* **EXERCISE DATA**

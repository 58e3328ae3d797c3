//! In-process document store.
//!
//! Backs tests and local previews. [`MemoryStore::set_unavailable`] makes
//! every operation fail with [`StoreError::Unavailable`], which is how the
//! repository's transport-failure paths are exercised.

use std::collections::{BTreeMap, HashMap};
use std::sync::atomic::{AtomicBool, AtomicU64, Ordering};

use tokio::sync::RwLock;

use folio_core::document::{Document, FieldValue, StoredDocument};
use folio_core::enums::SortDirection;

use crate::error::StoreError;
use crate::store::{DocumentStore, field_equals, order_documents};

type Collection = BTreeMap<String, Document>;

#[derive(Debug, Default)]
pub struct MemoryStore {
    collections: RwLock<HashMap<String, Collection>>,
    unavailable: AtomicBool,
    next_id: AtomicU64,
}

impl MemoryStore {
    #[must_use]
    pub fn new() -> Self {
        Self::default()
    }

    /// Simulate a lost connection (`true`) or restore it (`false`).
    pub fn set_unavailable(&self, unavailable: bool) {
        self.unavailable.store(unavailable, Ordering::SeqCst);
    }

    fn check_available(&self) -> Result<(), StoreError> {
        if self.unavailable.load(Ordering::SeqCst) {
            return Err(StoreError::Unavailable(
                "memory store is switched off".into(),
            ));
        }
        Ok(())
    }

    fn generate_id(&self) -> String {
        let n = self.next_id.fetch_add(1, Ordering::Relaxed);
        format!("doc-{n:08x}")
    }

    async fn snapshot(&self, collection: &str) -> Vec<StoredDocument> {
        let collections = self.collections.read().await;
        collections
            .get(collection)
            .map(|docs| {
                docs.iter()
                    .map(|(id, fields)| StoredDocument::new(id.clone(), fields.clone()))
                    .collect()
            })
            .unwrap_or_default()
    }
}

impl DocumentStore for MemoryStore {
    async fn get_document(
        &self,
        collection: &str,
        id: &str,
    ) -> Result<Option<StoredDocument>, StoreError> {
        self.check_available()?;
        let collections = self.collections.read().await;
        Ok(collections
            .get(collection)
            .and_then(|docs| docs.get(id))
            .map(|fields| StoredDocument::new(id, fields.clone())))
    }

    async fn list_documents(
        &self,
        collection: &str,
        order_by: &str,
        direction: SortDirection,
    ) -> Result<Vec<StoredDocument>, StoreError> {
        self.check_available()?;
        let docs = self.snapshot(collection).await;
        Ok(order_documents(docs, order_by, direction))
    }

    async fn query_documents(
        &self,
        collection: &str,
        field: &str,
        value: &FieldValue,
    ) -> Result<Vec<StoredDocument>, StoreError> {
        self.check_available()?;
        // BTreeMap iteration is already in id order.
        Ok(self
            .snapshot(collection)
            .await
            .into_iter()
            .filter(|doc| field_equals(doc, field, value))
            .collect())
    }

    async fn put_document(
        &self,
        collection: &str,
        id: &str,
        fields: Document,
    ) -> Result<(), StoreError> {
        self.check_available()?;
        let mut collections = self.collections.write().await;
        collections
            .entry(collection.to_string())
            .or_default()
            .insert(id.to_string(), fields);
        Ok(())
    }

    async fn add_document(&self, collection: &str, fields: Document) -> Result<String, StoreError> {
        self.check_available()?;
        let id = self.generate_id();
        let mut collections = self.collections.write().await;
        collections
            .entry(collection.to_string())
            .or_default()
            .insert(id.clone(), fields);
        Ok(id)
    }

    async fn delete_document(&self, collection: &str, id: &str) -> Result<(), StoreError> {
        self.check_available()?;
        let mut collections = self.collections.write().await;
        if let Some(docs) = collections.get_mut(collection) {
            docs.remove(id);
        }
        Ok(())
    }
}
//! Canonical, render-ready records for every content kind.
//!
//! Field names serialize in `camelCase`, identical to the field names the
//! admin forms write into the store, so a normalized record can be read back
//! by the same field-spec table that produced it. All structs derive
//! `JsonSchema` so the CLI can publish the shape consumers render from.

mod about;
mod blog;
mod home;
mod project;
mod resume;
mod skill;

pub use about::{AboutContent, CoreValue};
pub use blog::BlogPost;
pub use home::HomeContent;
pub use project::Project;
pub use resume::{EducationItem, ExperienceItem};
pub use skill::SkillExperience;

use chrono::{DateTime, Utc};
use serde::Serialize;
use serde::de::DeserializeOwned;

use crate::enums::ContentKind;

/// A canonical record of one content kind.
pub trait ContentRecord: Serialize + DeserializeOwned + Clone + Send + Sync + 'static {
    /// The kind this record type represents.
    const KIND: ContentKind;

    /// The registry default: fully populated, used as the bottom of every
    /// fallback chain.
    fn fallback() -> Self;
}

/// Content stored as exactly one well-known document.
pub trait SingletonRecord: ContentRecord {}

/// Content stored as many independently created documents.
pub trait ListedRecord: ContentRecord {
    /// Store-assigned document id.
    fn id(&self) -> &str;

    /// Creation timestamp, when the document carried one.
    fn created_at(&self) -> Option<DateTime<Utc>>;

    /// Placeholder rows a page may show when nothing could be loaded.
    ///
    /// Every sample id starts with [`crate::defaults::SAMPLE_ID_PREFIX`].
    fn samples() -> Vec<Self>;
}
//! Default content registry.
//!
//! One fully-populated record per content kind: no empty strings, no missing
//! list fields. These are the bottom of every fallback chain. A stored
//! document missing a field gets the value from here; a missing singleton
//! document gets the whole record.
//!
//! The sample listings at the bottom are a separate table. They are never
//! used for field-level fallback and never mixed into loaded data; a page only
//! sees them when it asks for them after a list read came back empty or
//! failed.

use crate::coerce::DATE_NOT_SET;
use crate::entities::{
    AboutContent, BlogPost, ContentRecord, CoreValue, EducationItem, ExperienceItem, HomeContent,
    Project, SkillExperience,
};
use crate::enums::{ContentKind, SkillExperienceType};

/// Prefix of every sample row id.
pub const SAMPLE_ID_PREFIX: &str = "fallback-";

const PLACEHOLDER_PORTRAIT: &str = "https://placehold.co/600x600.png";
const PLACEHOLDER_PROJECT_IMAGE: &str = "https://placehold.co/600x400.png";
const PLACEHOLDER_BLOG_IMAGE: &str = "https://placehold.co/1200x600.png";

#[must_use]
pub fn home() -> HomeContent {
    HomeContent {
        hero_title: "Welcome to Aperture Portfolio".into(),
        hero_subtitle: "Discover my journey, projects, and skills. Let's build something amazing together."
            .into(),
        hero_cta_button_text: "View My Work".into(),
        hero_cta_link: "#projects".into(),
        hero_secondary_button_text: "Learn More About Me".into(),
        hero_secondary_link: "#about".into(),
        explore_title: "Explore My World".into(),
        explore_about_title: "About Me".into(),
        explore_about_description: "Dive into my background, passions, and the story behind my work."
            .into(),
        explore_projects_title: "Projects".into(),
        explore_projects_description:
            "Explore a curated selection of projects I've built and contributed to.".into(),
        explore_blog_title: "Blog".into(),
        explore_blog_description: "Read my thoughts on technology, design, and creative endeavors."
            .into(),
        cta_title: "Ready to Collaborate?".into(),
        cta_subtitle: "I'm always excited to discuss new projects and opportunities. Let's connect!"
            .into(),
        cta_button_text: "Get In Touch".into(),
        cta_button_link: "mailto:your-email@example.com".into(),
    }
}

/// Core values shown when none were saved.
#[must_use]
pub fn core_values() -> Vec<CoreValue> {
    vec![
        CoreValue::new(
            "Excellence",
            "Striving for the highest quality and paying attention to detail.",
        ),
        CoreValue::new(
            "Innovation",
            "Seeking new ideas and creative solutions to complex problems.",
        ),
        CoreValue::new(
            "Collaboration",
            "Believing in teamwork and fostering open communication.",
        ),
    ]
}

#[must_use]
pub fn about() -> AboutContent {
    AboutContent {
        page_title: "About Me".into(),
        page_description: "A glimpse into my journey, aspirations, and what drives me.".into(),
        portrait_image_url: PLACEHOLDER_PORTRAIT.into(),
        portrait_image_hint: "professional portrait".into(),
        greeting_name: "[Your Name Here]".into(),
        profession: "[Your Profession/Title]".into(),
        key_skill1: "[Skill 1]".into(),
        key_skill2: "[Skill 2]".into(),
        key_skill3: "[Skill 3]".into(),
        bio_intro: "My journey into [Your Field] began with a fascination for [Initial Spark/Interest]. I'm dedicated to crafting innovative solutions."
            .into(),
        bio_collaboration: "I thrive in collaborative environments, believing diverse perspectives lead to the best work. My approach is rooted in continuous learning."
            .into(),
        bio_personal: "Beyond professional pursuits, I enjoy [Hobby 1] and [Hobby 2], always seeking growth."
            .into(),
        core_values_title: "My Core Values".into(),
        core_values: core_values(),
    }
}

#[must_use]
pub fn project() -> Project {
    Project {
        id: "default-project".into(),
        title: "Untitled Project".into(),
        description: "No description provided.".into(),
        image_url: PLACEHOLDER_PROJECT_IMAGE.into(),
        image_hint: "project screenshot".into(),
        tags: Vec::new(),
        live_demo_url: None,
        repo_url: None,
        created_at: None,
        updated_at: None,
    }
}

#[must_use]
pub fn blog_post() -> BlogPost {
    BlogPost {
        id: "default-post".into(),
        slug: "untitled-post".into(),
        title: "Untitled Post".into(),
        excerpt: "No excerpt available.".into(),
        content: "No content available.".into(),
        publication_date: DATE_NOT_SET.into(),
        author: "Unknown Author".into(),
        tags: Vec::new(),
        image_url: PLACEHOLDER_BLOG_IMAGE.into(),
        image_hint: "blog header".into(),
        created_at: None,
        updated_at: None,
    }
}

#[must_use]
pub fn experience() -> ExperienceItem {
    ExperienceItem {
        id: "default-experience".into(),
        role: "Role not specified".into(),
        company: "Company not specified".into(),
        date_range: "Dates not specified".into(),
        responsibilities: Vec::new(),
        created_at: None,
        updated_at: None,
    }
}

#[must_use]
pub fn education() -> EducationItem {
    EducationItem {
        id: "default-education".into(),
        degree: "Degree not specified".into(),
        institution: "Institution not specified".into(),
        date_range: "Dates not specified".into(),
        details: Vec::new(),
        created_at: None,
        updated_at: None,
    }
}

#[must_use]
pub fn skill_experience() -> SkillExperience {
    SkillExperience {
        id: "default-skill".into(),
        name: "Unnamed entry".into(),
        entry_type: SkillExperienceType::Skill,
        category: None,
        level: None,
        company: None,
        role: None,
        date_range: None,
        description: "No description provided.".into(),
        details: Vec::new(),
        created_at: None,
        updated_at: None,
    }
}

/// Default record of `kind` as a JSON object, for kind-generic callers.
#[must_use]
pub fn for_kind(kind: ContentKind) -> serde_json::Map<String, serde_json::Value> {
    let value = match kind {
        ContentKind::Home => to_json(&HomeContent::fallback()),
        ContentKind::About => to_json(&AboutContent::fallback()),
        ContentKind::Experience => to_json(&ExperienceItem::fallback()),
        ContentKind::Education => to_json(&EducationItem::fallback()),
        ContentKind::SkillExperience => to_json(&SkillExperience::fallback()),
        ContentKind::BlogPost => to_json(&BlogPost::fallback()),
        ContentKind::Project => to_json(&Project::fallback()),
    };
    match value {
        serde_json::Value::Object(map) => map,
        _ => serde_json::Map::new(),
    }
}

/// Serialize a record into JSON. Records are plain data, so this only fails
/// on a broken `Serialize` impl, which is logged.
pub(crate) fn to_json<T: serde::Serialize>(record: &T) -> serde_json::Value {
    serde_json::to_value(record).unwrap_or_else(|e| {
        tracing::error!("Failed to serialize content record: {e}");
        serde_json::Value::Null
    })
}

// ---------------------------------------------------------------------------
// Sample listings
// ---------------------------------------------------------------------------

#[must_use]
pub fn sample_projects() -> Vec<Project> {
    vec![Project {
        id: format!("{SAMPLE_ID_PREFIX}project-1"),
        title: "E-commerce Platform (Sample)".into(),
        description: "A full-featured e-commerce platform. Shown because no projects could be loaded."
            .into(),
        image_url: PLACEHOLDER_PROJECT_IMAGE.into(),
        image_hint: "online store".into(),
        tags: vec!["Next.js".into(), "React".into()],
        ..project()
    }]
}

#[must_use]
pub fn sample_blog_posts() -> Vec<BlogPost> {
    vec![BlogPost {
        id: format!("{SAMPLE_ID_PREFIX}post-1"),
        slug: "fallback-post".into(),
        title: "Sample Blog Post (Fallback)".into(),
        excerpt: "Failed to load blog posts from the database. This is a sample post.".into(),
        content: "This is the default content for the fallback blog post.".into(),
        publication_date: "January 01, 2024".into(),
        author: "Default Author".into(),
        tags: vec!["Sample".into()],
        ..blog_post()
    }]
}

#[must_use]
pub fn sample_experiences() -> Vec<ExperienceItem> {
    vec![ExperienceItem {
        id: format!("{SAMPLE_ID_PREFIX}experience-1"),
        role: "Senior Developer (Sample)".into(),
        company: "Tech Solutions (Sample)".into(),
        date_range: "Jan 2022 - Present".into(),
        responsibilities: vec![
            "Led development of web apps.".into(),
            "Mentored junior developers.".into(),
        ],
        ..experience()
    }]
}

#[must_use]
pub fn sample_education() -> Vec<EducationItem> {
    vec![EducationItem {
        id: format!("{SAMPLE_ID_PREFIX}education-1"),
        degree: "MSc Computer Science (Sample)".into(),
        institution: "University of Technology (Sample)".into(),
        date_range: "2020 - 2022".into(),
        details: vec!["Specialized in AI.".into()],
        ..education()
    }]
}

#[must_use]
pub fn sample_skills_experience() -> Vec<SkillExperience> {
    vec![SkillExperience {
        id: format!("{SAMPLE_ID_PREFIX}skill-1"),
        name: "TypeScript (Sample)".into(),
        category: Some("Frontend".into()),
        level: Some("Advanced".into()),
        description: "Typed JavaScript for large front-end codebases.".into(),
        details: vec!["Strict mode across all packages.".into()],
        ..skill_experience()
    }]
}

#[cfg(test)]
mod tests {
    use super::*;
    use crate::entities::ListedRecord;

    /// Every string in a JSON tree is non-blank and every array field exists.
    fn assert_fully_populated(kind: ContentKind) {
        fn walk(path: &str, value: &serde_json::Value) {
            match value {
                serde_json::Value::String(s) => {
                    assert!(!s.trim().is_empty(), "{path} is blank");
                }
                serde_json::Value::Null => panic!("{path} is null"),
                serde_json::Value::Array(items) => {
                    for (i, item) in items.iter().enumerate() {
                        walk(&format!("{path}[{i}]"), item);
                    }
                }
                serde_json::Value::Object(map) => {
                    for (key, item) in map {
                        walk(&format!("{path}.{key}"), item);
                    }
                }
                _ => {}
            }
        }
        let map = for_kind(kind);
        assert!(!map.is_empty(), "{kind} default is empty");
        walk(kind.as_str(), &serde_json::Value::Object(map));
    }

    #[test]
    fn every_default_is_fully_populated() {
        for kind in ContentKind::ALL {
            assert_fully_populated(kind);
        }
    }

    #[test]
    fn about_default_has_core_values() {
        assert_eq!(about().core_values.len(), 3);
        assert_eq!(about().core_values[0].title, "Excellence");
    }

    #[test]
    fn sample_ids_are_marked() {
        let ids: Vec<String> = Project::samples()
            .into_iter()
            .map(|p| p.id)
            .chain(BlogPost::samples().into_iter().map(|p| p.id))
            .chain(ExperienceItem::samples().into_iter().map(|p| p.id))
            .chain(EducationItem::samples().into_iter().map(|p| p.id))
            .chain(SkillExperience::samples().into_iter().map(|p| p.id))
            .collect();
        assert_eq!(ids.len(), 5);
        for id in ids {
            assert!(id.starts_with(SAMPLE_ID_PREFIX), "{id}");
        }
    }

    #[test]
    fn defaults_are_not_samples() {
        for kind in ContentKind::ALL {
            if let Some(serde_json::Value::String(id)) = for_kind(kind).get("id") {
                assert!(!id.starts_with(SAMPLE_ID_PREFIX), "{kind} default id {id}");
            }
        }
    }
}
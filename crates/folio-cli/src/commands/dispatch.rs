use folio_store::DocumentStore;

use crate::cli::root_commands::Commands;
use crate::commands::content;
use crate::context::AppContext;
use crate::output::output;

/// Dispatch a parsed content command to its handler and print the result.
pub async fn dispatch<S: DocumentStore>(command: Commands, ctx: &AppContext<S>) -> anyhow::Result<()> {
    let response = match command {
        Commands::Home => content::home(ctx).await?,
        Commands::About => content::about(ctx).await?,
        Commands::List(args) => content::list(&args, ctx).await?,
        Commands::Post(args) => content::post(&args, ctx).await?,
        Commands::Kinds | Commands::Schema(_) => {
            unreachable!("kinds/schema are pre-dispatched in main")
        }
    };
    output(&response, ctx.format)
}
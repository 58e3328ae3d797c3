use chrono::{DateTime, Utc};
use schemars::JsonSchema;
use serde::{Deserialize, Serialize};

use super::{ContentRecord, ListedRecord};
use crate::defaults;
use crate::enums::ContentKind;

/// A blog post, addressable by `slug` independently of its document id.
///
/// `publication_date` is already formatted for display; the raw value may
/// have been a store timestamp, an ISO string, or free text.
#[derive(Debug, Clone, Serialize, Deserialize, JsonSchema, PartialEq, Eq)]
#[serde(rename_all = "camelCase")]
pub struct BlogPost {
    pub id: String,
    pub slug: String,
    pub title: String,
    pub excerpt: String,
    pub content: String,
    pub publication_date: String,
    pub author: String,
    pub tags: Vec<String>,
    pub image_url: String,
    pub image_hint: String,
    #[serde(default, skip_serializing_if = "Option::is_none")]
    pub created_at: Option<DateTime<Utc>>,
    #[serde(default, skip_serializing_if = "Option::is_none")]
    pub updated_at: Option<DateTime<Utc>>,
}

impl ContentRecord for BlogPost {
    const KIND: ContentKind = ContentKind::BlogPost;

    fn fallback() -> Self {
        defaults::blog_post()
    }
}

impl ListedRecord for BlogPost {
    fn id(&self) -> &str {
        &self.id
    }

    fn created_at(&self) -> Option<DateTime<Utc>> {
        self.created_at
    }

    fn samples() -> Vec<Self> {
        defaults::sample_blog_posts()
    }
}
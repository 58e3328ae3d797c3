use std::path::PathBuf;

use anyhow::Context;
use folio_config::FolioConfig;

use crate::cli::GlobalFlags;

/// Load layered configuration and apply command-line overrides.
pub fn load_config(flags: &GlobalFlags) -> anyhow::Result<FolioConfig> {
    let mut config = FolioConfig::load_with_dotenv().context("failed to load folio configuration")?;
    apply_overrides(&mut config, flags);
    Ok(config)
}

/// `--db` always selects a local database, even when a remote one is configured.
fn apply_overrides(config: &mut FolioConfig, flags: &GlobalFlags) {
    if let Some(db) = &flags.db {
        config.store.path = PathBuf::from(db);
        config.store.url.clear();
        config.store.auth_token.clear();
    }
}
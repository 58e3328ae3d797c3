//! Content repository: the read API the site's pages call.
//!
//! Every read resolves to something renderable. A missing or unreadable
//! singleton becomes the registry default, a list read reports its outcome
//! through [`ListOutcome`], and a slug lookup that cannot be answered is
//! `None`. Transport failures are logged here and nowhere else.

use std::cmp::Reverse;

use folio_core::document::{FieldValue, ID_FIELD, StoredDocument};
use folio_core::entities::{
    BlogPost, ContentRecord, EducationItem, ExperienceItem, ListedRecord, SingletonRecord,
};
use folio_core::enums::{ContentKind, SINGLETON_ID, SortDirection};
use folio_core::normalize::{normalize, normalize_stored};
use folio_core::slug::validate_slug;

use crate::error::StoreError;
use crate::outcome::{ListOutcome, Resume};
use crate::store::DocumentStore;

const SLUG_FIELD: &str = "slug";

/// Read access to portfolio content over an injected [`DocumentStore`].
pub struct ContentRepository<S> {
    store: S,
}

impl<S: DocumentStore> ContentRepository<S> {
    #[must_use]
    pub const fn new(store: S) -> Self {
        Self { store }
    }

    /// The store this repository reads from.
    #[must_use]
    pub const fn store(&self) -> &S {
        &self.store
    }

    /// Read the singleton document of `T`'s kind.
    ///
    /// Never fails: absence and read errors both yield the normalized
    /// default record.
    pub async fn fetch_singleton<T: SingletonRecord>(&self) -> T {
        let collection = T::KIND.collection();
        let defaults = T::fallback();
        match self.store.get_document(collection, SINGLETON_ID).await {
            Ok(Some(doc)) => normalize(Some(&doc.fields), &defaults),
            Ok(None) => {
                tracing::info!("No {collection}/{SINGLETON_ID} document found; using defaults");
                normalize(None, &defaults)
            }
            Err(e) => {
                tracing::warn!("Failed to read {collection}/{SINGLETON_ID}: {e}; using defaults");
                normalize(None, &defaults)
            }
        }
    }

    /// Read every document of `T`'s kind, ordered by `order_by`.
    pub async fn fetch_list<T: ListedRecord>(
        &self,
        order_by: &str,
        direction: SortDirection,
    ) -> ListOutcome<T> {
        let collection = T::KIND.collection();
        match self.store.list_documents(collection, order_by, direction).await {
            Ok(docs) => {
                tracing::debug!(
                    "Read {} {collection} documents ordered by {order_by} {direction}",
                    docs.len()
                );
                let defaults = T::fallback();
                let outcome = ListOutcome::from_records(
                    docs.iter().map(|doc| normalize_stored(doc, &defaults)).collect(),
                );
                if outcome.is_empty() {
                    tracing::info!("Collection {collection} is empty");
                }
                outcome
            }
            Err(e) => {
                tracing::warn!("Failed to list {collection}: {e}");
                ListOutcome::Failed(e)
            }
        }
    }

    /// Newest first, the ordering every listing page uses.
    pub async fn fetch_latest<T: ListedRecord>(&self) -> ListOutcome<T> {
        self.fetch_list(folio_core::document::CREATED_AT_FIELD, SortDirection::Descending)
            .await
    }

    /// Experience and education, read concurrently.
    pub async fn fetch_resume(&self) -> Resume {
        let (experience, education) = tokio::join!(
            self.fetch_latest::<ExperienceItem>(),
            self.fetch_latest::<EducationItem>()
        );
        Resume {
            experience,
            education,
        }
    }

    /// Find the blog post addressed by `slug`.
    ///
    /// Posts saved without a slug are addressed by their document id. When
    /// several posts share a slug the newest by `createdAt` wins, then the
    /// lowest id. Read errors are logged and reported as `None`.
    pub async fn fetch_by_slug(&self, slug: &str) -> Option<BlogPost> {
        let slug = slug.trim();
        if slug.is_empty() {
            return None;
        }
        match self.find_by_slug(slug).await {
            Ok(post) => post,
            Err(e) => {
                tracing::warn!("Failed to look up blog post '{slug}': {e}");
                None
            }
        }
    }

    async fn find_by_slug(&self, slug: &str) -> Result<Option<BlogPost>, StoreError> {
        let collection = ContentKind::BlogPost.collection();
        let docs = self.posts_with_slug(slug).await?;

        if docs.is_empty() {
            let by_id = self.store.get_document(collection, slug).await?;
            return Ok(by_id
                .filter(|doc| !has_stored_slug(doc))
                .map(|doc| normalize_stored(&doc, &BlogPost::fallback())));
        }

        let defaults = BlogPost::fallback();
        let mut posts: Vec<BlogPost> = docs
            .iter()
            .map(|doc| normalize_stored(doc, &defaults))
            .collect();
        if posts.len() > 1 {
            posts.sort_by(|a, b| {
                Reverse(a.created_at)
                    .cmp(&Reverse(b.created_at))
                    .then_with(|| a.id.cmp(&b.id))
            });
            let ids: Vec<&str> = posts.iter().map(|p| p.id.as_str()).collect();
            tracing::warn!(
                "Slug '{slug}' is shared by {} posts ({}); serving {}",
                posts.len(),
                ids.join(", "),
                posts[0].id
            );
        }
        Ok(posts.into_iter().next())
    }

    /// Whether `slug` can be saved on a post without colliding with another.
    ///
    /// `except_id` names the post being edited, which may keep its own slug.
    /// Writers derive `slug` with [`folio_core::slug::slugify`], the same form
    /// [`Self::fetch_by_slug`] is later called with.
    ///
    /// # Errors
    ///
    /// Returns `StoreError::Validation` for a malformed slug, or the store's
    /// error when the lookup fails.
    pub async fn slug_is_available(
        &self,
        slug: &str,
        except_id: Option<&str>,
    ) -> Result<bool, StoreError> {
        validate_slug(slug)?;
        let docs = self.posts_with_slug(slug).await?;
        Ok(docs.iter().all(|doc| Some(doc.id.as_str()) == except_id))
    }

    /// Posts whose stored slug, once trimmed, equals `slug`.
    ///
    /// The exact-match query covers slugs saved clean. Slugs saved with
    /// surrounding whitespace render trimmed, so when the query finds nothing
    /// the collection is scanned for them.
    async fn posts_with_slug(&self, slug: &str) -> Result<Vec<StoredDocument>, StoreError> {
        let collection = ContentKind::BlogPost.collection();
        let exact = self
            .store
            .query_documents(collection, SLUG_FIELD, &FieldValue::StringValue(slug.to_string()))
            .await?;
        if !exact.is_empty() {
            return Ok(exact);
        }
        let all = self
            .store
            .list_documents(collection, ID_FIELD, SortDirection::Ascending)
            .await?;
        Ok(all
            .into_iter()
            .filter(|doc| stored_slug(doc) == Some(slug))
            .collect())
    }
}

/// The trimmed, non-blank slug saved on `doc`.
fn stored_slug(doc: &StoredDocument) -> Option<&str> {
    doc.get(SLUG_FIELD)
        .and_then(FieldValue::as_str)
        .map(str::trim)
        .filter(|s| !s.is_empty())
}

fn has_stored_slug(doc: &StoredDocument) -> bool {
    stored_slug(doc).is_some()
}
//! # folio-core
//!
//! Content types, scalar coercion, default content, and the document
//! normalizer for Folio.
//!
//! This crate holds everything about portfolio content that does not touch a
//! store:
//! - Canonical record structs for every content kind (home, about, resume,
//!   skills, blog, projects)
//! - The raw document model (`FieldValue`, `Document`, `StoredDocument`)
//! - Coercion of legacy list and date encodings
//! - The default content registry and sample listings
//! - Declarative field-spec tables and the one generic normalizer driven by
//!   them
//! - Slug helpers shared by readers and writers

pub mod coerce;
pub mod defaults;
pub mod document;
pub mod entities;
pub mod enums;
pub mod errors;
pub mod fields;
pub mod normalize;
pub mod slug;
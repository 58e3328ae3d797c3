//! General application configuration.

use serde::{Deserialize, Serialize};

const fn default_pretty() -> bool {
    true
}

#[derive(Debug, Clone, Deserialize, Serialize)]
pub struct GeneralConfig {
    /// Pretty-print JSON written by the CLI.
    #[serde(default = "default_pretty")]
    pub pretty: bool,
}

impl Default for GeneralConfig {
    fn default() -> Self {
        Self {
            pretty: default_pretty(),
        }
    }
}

* **TASK BRIEF**
Starting at the line that has "defaults::blog_post()" in the records above, restate word for word every line until the one that has "one is configured.", and include that one as well.

* **SOLVED PROBLEM**
        defaults::blog_post()
    }
}

impl ListedRecord for BlogPost {
    fn id(&self) -> &str {
        &self.id
    }

    fn created_at(&self) -> Option<DateTime<Utc>> {
        self.created_at
    }

    fn samples() -> Vec<Self> {
        defaults::sample_blog_posts()
    }
}
repository 58e3328ae3d797c3
use std::path::PathBuf;

use anyhow::Context;
use folio_config::FolioConfig;

use crate::cli::GlobalFlags;

/// Load layered configuration and apply command-line overrides.
pub fn load_config(flags: &GlobalFlags) -> anyhow::Result<FolioConfig> {
    let mut config = FolioConfig::load_with_dotenv().context("failed to load folio configuration")?;
    apply_overrides(&mut config, flags);
    Ok(config)
}

/// `--db` always selects a local database, even when a remote one is configured.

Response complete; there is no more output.